## Required action
Go through the entries one line at a time, and gather every line that has the word "PathBuf".

------------------------

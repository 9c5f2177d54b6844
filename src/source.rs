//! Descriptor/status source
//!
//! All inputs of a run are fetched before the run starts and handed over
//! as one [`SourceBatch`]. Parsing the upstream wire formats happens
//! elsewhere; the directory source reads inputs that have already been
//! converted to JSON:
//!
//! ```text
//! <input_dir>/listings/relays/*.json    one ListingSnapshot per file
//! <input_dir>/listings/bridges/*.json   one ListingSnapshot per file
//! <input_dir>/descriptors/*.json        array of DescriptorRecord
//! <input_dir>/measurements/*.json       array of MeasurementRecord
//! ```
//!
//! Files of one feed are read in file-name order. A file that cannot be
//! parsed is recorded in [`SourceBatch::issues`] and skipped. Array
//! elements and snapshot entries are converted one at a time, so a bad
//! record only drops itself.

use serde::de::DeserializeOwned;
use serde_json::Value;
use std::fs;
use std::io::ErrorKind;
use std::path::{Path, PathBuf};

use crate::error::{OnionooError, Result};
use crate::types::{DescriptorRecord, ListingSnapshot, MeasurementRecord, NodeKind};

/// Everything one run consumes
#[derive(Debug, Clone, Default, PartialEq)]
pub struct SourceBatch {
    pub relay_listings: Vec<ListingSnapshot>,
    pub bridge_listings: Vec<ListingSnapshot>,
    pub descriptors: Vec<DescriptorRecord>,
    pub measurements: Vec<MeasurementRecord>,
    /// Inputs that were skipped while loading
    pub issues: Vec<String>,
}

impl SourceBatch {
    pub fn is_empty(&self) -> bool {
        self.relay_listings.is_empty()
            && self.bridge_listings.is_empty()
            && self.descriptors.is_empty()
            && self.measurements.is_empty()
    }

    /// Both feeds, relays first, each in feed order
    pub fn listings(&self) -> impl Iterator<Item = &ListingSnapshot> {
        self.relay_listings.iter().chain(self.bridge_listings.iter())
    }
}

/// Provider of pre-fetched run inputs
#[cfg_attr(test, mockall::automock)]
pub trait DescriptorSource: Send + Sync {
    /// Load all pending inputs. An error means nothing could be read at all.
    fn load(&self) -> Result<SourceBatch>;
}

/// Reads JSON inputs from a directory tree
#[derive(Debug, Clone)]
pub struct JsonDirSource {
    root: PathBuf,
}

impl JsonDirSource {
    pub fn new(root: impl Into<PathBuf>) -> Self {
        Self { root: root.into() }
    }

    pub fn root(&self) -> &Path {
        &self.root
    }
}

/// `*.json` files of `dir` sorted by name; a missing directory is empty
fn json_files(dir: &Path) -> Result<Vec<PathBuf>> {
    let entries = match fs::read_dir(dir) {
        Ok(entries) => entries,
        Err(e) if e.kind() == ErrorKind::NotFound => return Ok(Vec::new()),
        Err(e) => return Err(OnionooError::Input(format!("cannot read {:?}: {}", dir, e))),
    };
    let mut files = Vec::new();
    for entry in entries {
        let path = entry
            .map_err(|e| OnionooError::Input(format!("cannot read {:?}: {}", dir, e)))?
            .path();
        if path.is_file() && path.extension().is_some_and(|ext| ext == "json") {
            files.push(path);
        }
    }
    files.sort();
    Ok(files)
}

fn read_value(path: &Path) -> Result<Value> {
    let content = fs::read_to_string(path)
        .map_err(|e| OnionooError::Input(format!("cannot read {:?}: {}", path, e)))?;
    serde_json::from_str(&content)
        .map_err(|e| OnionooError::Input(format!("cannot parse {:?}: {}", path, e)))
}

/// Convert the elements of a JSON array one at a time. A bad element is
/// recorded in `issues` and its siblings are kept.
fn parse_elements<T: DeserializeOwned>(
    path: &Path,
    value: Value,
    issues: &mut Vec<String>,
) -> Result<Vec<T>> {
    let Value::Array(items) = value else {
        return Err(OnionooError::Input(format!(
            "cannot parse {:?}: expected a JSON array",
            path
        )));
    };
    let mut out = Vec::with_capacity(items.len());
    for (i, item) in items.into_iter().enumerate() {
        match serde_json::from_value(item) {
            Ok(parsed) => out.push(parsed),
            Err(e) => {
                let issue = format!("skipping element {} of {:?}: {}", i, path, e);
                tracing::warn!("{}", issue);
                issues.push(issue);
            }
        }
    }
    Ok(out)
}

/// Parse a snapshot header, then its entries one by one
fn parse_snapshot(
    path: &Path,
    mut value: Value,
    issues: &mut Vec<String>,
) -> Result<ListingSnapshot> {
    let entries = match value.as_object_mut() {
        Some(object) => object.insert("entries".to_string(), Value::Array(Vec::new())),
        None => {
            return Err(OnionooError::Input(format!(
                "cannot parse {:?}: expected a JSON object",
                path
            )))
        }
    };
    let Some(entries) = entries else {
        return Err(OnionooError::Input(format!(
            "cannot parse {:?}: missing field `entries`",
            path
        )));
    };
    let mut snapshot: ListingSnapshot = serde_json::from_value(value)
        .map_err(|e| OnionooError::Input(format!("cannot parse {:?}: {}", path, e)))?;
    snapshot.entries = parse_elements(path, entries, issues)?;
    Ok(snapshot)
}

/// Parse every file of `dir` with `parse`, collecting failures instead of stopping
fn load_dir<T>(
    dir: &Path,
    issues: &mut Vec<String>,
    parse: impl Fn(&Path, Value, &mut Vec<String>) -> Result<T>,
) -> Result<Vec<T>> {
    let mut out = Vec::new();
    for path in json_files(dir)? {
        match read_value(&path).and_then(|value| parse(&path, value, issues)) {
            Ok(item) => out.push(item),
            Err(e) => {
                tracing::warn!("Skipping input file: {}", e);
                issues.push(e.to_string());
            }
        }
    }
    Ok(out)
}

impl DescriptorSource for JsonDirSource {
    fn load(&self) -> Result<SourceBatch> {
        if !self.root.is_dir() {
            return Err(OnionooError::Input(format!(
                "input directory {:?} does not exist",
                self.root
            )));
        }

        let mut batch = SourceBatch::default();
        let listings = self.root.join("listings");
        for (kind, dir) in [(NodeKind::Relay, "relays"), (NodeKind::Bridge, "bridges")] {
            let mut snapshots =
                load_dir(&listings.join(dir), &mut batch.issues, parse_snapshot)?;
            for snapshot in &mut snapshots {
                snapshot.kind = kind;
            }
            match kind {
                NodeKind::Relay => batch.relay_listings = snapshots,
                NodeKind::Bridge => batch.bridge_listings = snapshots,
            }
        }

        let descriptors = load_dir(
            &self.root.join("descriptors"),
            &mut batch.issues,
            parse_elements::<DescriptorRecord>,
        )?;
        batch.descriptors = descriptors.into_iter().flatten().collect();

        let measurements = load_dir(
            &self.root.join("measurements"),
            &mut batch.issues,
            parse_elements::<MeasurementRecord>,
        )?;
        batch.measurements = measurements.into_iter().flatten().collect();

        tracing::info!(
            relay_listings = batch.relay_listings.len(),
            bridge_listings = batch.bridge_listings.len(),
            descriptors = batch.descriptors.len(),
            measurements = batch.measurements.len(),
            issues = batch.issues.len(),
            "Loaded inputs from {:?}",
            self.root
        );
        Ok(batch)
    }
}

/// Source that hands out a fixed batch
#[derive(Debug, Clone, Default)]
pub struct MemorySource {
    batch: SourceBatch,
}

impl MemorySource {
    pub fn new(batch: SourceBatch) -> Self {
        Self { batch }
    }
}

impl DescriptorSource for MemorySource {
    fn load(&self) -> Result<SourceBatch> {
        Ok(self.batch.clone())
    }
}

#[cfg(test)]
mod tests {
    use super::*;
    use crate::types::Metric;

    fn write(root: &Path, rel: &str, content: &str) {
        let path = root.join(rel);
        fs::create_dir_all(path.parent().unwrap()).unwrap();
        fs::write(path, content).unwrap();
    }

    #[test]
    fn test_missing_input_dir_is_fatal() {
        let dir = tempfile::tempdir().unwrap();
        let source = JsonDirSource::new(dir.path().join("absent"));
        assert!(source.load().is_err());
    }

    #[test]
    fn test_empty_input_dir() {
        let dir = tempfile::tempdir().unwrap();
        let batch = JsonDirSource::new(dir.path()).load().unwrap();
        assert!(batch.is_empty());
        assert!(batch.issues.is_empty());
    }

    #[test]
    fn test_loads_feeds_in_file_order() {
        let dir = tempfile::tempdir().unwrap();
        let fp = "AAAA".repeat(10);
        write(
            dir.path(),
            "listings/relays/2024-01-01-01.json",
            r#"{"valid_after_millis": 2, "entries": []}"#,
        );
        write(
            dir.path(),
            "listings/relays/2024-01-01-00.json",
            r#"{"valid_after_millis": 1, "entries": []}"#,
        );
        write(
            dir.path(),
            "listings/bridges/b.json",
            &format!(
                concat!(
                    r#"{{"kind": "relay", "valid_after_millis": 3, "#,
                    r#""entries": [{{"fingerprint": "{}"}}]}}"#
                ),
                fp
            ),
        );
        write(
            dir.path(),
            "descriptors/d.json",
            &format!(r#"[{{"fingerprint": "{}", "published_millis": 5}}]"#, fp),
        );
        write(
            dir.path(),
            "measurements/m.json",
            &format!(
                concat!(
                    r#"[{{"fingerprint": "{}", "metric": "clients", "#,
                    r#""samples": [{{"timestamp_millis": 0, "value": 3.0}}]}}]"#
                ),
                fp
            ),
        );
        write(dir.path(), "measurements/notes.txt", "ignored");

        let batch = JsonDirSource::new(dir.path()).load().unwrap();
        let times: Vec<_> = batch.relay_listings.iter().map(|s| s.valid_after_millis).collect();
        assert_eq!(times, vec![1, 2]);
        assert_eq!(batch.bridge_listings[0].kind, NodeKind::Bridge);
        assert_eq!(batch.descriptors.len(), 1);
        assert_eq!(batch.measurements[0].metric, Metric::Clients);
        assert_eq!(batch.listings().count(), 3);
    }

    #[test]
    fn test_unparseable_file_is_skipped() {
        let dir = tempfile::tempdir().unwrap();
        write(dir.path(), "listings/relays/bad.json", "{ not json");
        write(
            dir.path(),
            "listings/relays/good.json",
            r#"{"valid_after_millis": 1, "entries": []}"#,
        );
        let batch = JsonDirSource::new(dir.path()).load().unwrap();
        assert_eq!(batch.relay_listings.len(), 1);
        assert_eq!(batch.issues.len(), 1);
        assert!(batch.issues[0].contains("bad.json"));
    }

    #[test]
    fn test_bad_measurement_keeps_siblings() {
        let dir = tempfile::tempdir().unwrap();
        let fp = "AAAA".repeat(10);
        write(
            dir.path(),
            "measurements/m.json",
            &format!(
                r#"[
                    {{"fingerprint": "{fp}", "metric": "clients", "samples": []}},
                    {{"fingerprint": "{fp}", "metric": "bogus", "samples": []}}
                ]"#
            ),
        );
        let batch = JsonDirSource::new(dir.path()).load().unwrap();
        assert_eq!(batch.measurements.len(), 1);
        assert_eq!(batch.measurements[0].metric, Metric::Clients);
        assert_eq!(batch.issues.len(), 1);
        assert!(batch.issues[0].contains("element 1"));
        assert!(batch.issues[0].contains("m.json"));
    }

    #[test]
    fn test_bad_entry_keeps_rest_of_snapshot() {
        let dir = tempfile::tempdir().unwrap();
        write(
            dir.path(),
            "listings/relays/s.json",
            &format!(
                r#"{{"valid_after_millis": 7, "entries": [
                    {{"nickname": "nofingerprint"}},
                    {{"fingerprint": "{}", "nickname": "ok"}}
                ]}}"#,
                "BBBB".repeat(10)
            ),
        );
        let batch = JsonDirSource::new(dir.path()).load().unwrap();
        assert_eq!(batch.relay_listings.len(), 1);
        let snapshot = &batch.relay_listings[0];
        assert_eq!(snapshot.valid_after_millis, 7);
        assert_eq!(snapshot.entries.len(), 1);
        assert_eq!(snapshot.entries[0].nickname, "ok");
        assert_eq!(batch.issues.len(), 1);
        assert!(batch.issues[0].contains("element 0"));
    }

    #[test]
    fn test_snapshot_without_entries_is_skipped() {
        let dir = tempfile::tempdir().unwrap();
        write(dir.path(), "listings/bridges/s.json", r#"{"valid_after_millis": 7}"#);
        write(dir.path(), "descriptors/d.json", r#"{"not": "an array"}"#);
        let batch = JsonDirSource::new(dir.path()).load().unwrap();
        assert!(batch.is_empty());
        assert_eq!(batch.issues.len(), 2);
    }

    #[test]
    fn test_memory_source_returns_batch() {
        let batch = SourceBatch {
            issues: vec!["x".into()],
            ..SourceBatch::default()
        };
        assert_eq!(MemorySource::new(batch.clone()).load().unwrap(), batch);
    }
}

------------------------

## Written response
use std::path::{Path, PathBuf};
    root: PathBuf,
    pub fn new(root: impl Into<PathBuf>) -> Self {
fn json_files(dir: &Path) -> Result<Vec<PathBuf>> {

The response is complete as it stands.